基于GPU计算平台的电磁散射计算并行加速技术
详细信息    本馆镜像全文|  推荐本文 |  |   获取CNKI官网全文
摘要
目标电磁散射计算,尤其是电大目标雷达散射截面预估与逆合成孔径雷达成像,对于国防建设有着十分重要的意义,一直是计算电磁学的研究热点之一。但是在解决飞机、舰船等实际目标的高频电磁散射特性分析问题时,往往会遇到计算量巨大和硬件计算能力不足等难题。
     本文为解决目标电磁散射特性的快速计算问题,借鉴计算机图形学中快速射线追踪等技术,并利用图形处理器(GPU)的强大的并行数值计算能力,分别采用GPU、CPU-GPU异构架构和GPU集群三种计算平台对频域电磁计算方法进行并行加速。
     本文提出了基于统一计算设备架构(CUDA)的多分辨率弹跳射线法,该方法综合使用了弹跳射线法的两类加速算法。第一,通过采用多分辨率射线管,有效地减少了参与计算的射线管总数;第二,使用基于线索增强的无堆栈kd树遍历算法,大大减少了不必要的内部节点遍历,加速了单根射线与目标的求交。在GPU平台上,本文还基于CUDA对矩量法进行了加速。在阻抗矩阵填充过程中,通过应用不同的核函数分别计算奇异性元素与非奇异性元素,避免了CUDA对分支语句的序列化处理带来的效率下降。并且基于CUDA提供的基础线性代数运算库CUBLAS开发了稳定双共轭梯度法,提高了矩阵方程求解的计算效率。
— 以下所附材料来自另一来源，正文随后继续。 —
// src/db/cart.rs
use rusqlite::{params, Connection, ErrorCode, OptionalExtension};

use crate::domain::{PropertyId, SavedItem};
use crate::errors::ServerError;

fn saved_item(row: &rusqlite::Row<'_>) -> rusqlite::Result<(i64, i64, String, i64)> {
    Ok((row.get(0)?, row.get(1)?, row.get(2)?, row.get(3)?))
}

fn into_item((id, user_id, property_id, added_at): (i64, i64, String, i64)) -> Result<SavedItem, ServerError> {
    let property_id = PropertyId::parse(&property_id)
        .ok_or_else(|| ServerError::DbError("saved item with blank property id".into()))?;
    Ok(SavedItem {
        id,
        user_id,
        property_id,
        added_at,
    })
}

/// Save a property for a user. A second save of the same id is a
/// `BadRequest`.
pub fn add_item(
    conn: &Connection,
    user_id: i64,
    property_id: &PropertyId,
    now: i64,
) -> Result<SavedItem, ServerError> {
    let inserted = conn.execute(
        "insert into saved_properties (user_id, property_id, added_at) values (?, ?, ?)",
        params![user_id, property_id.as_str(), now],
    );

    match inserted {
        Ok(_) => Ok(SavedItem {
            id: conn.last_insert_rowid(),
            user_id,
            property_id: property_id.clone(),
            added_at: now,
        }),
        Err(rusqlite::Error::SqliteFailure(e, _)) if e.code == ErrorCode::ConstraintViolation => {
            Err(ServerError::BadRequest("Already in your cart".into()))
        }
        Err(e) => Err(ServerError::DbError(format!("insert saved item failed: {e}"))),
    }
}

/// Newest first.
pub fn list_items(conn: &Connection, user_id: i64) -> Result<Vec<SavedItem>, ServerError> {
    let mut stmt = conn.prepare(
        r#"
        select id, user_id, property_id, added_at
        from saved_properties
        where user_id = ?
        order by added_at desc, id desc
        "#,
    )?;
    let rows = stmt.query_map(params![user_id], saved_item)?;

    let mut out = Vec::new();
    for row in rows {
        out.push(into_item(row?)?);
    }
    Ok(out)
}

pub fn find_item(
    conn: &Connection,
    user_id: i64,
    property_id: &PropertyId,
) -> Result<Option<SavedItem>, ServerError> {
    conn.query_row(
        "select id, user_id, property_id, added_at from saved_properties where user_id = ? and property_id = ?",
        params![user_id, property_id.as_str()],
        saved_item,
    )
    .optional()?
    .map(into_item)
    .transpose()
}

/// Returns whether a row was removed.
pub fn remove_item(
    conn: &Connection,
    user_id: i64,
    property_id: &PropertyId,
) -> Result<bool, ServerError> {
    let n = conn.execute(
        "delete from saved_properties where user_id = ? and property_id = ?",
        params![user_id, property_id.as_str()],
    )?;
    Ok(n > 0)
}
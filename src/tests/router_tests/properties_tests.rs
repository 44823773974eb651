use crate::db::replace_all_properties;
use crate::domain::{Property, PropertyId, PropertyType};
use crate::tests::utils::{body_json, get, init_test_state, seed_store, send};

#[test]
fn health_check_responds() {
    let (_dir, state) = init_test_state();

    let resp = send(&state, get("/", None));
    assert_eq!(resp.status(), 200);
    assert_eq!(body_json(resp)["ok"], true);
}

#[test]
fn empty_store_serves_sample_data() {
    let (_dir, state) = init_test_state();

    let resp = send(&state, get("/api/properties", None));
    assert_eq!(resp.status(), 200);

    let body = body_json(resp);
    assert_eq!(body["total"], state.sample.len());
    assert_eq!(body["page"], 1);
    assert_eq!(body["limit"], 10);
    assert_eq!(body["totalPages"], state.sample.len().div_ceil(10));
    assert_eq!(body["properties"].as_array().unwrap().len(), 10);
    assert_eq!(body["properties"][0]["title"], "Luxury Villa");
}

#[test]
fn seeded_store_is_preferred_over_sample_data() {
    let (_dir, state) = init_test_state();

    let only = Property {
        id: PropertyId::from(900),
        title: "Harbor Cottage".into(),
        location: "Portland, ME".into(),
        property_type: PropertyType::ForSale,
        bedrooms: 2,
        bathrooms: 1,
        area: "900 sq ft".into(),
        price: "$450,000".into(),
        description: "Small cottage by the water".into(),
        features: vec![],
        images: vec![],
    };
    replace_all_properties(&state.db, &[only]).expect("Seeding failed");

    let body = body_json(send(&state, get("/api/properties", None)));
    assert_eq!(body["total"], 1);
    assert_eq!(body["properties"][0]["title"], "Harbor Cottage");

    // Sample-only ids are still reachable by id.
    let resp = send(&state, get("/api/properties/1", None));
    assert_eq!(resp.status(), 200);
    assert_eq!(body_json(resp)["title"], "Luxury Villa");
}

#[test]
fn filters_are_decoded_and_combined() {
    let (_dir, state) = init_test_state();
    seed_store(&state);

    let body = body_json(send(
        &state,
        get("/api/properties?search=luxury%20villa&location=ca&limit=50", None),
    ));

    let properties = body["properties"].as_array().unwrap();
    assert!(!properties.is_empty());
    for p in properties {
        assert_eq!(p["title"], "Luxury Villa");
        assert!(p["location"].as_str().unwrap().to_lowercase().contains("ca"));
    }
    assert_eq!(body["total"], properties.len());
}

#[test]
fn price_and_bedroom_filters_apply() {
    let (_dir, state) = init_test_state();

    let body = body_json(send(
        &state,
        get(
            "/api/properties?minPrice=1000000&maxPrice=2000000&bedrooms=4&type=for%20sale&limit=100",
            None,
        ),
    ));

    let properties = body["properties"].as_array().unwrap();
    assert!(!properties.is_empty());
    for p in properties {
        assert!(p["bedrooms"].as_u64().unwrap() >= 4);
        assert_eq!(p["type"], "For Sale");
        let price: u64 = p["price"]
            .as_str()
            .unwrap()
            .chars()
            .filter(char::is_ascii_digit)
            .collect::<String>()
            .parse()
            .unwrap();
        assert!((1_000_000..=2_000_000).contains(&price));
    }
}

#[test]
fn page_past_the_end_is_empty_but_reports_totals() {
    let (_dir, state) = init_test_state();

    let body = body_json(send(&state, get("/api/properties?page=99&limit=10", None)));
    assert_eq!(body["page"], 99);
    assert_eq!(body["total"], state.sample.len());
    assert!(body["properties"].as_array().unwrap().is_empty());
}

#[test]
fn invalid_paging_values_fall_back_to_defaults() {
    let (_dir, state) = init_test_state();

    let body = body_json(send(&state, get("/api/properties?page=zero&limit=-3", None)));
    assert_eq!(body["page"], 1);
    assert_eq!(body["limit"], 10);
}

#[test]
fn unknown_property_is_404() {
    let (_dir, state) = init_test_state();

    let resp = send(&state, get("/api/properties/does-not-exist", None));
    assert_eq!(resp.status(), 404);
    assert_eq!(body_json(resp)["message"], "Property not found");
}

#[test]
fn unknown_route_is_404_json() {
    let (_dir, state) = init_test_state();

    let resp = send(&state, get("/api/nothing-here", None));
    assert_eq!(resp.status(), 404);
    assert_eq!(body_json(resp)["message"], "Route not found");
}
     本文将弹跳射线法和截断—增量长度绕射系数映射到CPU-GPU异构架构上,高效地充分利用了所有可用计算资源。在该方法中,利用GPU强大的单精度浮点运算能力加速弹跳射线法,而考虑到截断—增量长度绕射系数对于数值精度相对较为敏感,选择在CPU上基于双精度浮点数对其进行实现。根据相邻角度计算负载和计算时间几乎相同这一事实,采用基于前一角度计算时间来调整当前角度负载分配的动态负载均衡算法,保证CPU与GPU之间的负载均衡。该方法提升了高频方法在目标成像等应用中的计算精度和效率。
     最后,本文还提出了基于GPU集群的并行弹跳射线法,该方法采用虚拟孔径面划分的并行策略,克服了基于角度的负载分配方案受GPU数量限制的不足。为保证GPU节点间的负载均衡,该方法并不依赖于各个计算节点计算能力相同这一假设,而是基于前一角度各节点的计算时间来动态调整当前角度下虚拟孔径面的划分,因此该方法也适用于配备不同GPU的异构GPU集群。
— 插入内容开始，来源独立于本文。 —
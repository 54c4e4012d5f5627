//! Murmur Core Library
//!
//! Streaming chat client for LLM backends. A [`ChatStreamClient`] keeps a
//! bounded conversation history, builds requests through a backend-specific
//! [`ProtocolAdapter`], and delivers the streamed reply incrementally to a
//! [`StreamObserver`].
//!
//! ```no_run
//! use murmur_core::{ChatConfig, ChatStreamClient, FnObserver};
//!
//! # async fn run() -> Result<(), murmur_core::ChatError> {
//! let config = ChatConfig::generate("http://localhost:11434/api/generate", "deepseek-r1:32b");
//! let client = ChatStreamClient::from_config(&config)?;
//!
//! let session = client.send_message_stream(
//!     "Something light for dinner?",
//!     FnObserver::new(|text: &str| print!("{}", text), |result| println!("\n{:?}", result)),
//! );
//! session.finished().await;
//! # Ok(())
//! # }
//! ```

pub mod client;
pub mod config;
pub mod error;
pub mod history;
pub mod http;
pub mod protocol;
pub mod providers;
pub mod recommend;
pub mod streaming;

pub use client::{CallState, ChatSession, ChatStreamClient, FnObserver, StreamObserver};
pub use config::ChatConfig;
pub use error::{ChatError, ChatResult, LineParseError, TransportError};
pub use history::ConversationHistory;
pub use http::{HttpTransport, Transport};
pub use protocol::{Channel, ConversationTurn, Delta, RequestSpec, Role, StreamEvent};
pub use providers::{create_adapter, BackendKind, ProtocolAdapter};
pub use recommend::{Dish, DishCatalog, Preference};
pub use streaming::FrameParser;

/// Returns the version of the Murmur Core library.
pub fn version() -> &'static str {
    env!("CARGO_PKG_VERSION")
}

#[cfg(test)]
mod tests {
    use super::*;

    #[test]
    fn test_version() {
        let version = version();
        assert!(!version.is_empty());
        assert_eq!(version, env!("CARGO_PKG_VERSION"));
    }
}
//! Configuration module for Murmur
//!
//! This module provides the configuration schema, loading and validation for
//! the streaming chat client.

mod env;
mod error;
mod schema;
mod secrets;
mod validator;

pub use env::interpolate_env_vars;
pub use error::{ConfigError, ConfigFormat, ConfigResult, ValidationError, ValidationErrorKind};
pub use schema::{
    AgentMessageConfig, BackendConfig, ChatConfig, ConnectionConfig, GenerateConfig,
    HistoryConfig, StreamConfig, DEFAULT_SYSTEM_PROMPT,
};
pub use secrets::{redact_by_field_name, SecretString};
pub use validator::ConfigValidator;

use std::fs;
use std::path::Path;

/// Load a configuration from a YAML file
pub fn load_from_yaml<P: AsRef<Path>>(path: P) -> ConfigResult<ChatConfig> {
    load_as(path.as_ref(), ConfigFormat::Yaml)
}

/// Load a configuration from a JSON file
pub fn load_from_json<P: AsRef<Path>>(path: P) -> ConfigResult<ChatConfig> {
    load_as(path.as_ref(), ConfigFormat::Json)
}

/// Load a configuration, choosing the format from the file extension.
/// Anything but `.json` is read as YAML.
pub fn load<P: AsRef<Path>>(path: P) -> ConfigResult<ChatConfig> {
    let path = path.as_ref();
    let format = match path.extension().and_then(|ext| ext.to_str()) {
        Some("json") => ConfigFormat::Json,
        _ => ConfigFormat::Yaml,
    };
    load_as(path, format)
}

/// Read, interpolate `${VAR}` placeholders, parse and validate
fn load_as(path: &Path, format: ConfigFormat) -> ConfigResult<ChatConfig> {
    let display_path = path.to_string_lossy().to_string();
    let content = fs::read_to_string(path).map_err(|source| ConfigError::Io {
        path: display_path.clone(),
        source,
    })?;

    let interpolated = env::interpolate_env_vars(&content)?;

    let parsed = match format {
        ConfigFormat::Yaml => serde_yaml::from_str::<ChatConfig>(&interpolated).map_err(|e| {
            let location = e.location();
            (
                location.as_ref().map(|l| l.line()),
                location.as_ref().map(|l| l.column()),
                e.to_string(),
            )
        }),
        ConfigFormat::Json => serde_json::from_str::<ChatConfig>(&interpolated)
            .map_err(|e| (Some(e.line()), Some(e.column()), e.to_string())),
    };

    let config = parsed.map_err(|(line, column, message)| ConfigError::Parse {
        path: display_path,
        format,
        line,
        column,
        message,
    })?;

    ConfigValidator::new().validate(&config)?;
    tracing::debug!("Loaded {} config from {}", format, path.display());
    Ok(config)
}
     本文结合使用图形学中的快速射线追踪技术,及GPU、CPU-GPU异构架构和GPU集群三种计算平台,对多种频域计算方法进行加速,有效地提升了电大目标电磁散射分析的精度与计算效率。
The calculation of the electromagnetic scattering of targets, especially the radar cross section (RCS) prediction and the inverse synthetic aperture radar (ISAR) imaging, has important significance for the national defense construction. It is also a hot research topic in computational electromagnetics. However, it is very time-consuming for analyzing the electromagnetic scattering characteristic of the realistic targets (e.g., airplanes and ships) at high frequency due to extensive computation and insufficient processing power.
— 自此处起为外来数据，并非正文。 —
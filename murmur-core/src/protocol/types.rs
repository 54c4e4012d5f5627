//! Core protocol types for chat streaming
//!
//! These are the backend-neutral shapes that flow between the client, the
//! frame parser and the protocol adapters:
//! - conversation turns kept in history
//! - stream events decoded from response lines
//! - fully built outbound requests

use crate::config::redact_by_field_name;
use crate::error::ChatError;
use serde::{Deserialize, Serialize};
use std::fmt;
use url::Url;

/// Role of a turn in the conversation
#[derive(Debug, Clone, Copy, PartialEq, Eq, Hash, Serialize, Deserialize)]
#[serde(rename_all = "lowercase")]
pub enum Role {
    /// Instructions that steer the assistant
    System,
    /// Something the person said
    User,
    /// A completed answer
    Assistant,
}

impl Role {
    pub fn as_str(&self) -> &'static str {
        match self {
            Role::System => "system",
            Role::User => "user",
            Role::Assistant => "assistant",
        }
    }
}

impl fmt::Display for Role {
    fn fmt(&self, f: &mut fmt::Formatter<'_>) -> fmt::Result {
        f.write_str(self.as_str())
    }
}

/// One message in the conversation. Immutable once appended to history.
#[derive(Debug, Clone, PartialEq, Eq, Serialize, Deserialize)]
pub struct ConversationTurn {
    role: Role,
    content: String,
}

impl ConversationTurn {
    pub fn new(role: Role, content: impl Into<String>) -> Self {
        Self {
            role,
            content: content.into(),
        }
    }

    pub fn system(content: impl Into<String>) -> Self {
        Self::new(Role::System, content)
    }

    pub fn user(content: impl Into<String>) -> Self {
        Self::new(Role::User, content)
    }

    pub fn assistant(content: impl Into<String>) -> Self {
        Self::new(Role::Assistant, content)
    }

    pub fn role(&self) -> Role {
        self.role
    }

    pub fn content(&self) -> &str {
        &self.content
    }
}

/// Which part of the answer a delta belongs to
#[derive(Debug, Clone, Copy, PartialEq, Eq, Default, Serialize, Deserialize)]
#[serde(rename_all = "lowercase")]
pub enum Channel {
    /// Text meant for the person (shown and spoken)
    #[default]
    Answer,
    /// Reasoning the model emits before answering
    Thinking,
}

/// An incremental fragment of the streamed answer
#[derive(Debug, Clone, PartialEq, Eq)]
pub struct Delta {
    pub text: String,
    pub channel: Channel,
}

impl Delta {
    pub fn answer(text: impl Into<String>) -> Self {
        Self {
            text: text.into(),
            channel: Channel::Answer,
        }
    }

    pub fn thinking(text: impl Into<String>) -> Self {
        Self {
            text: text.into(),
            channel: Channel::Thinking,
        }
    }

    pub fn is_thinking(&self) -> bool {
        self.channel == Channel::Thinking
    }
}

/// Application-level event decoded from the response stream
#[derive(Debug, Clone)]
pub enum StreamEvent {
    /// A fragment of the answer
    Delta(Delta),
    /// The backend signalled the end of its answer
    Done,
    /// The backend reported an error in-band
    Error(ChatError),
}

impl StreamEvent {
    pub fn answer(text: impl Into<String>) -> Self {
        StreamEvent::Delta(Delta::answer(text))
    }

    pub fn thinking(text: impl Into<String>) -> Self {
        StreamEvent::Delta(Delta::thinking(text))
    }

    /// The delta, if this event carries one
    pub fn as_delta(&self) -> Option<&Delta> {
        match self {
            StreamEvent::Delta(delta) => Some(delta),
            _ => None,
        }
    }
}

/// A fully built outbound request. Created per call, never persisted.
#[derive(Clone)]
pub struct RequestSpec {
    /// Target endpoint
    pub endpoint: Url,

    /// Extra headers required by the backend (auth and the like)
    pub headers: Vec<(String, String)>,

    /// Encoded JSON body
    pub body: Vec<u8>,
}

impl RequestSpec {
    /// Build a request, encoding `payload` as the JSON body
    pub fn json<T: Serialize>(endpoint: Url, payload: &T) -> Result<Self, ChatError> {
        let body = serde_json::to_vec(payload)?;
        Ok(Self {
            endpoint,
            headers: Vec::new(),
            body,
        })
    }

    /// Add a header
    pub fn with_header(mut self, name: impl Into<String>, value: impl Into<String>) -> Self {
        self.headers.push((name.into(), value.into()));
        self
    }

    /// Look up a header value by case-insensitive name
    pub fn header(&self, name: &str) -> Option<&str> {
        self.headers
            .iter()
            .find(|(key, _)| key.eq_ignore_ascii_case(name))
            .map(|(_, value)| value.as_str())
    }

    /// Decode the body back into JSON, mostly for logging and tests
    pub fn body_json(&self) -> Result<serde_json::Value, serde_json::Error> {
        serde_json::from_slice(&self.body)
    }
}

impl fmt::Debug for RequestSpec {
    fn fmt(&self, f: &mut fmt::Formatter<'_>) -> fmt::Result {
        let headers: Vec<(&str, String)> = self
            .headers
            .iter()
            .map(|(key, value)| (key.as_str(), redact_by_field_name(key, value)))
            .collect();

        f.debug_struct("RequestSpec")
            .field("endpoint", &self.endpoint.as_str())
            .field("headers", &headers)
            .field("body_len", &self.body.len())
            .finish()
    }
}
     In order to solve the electromagnetic scattering problems fast, this thesis adopts the real time ray tracing algorithm in computer graphics, and utilizes the GPU, the heterogeneous CPU-GPU architecture and the GPU cluster to accelerate the frequency-domain methods by exploiting the powerfully parallel computing ability of the GPU, respectively.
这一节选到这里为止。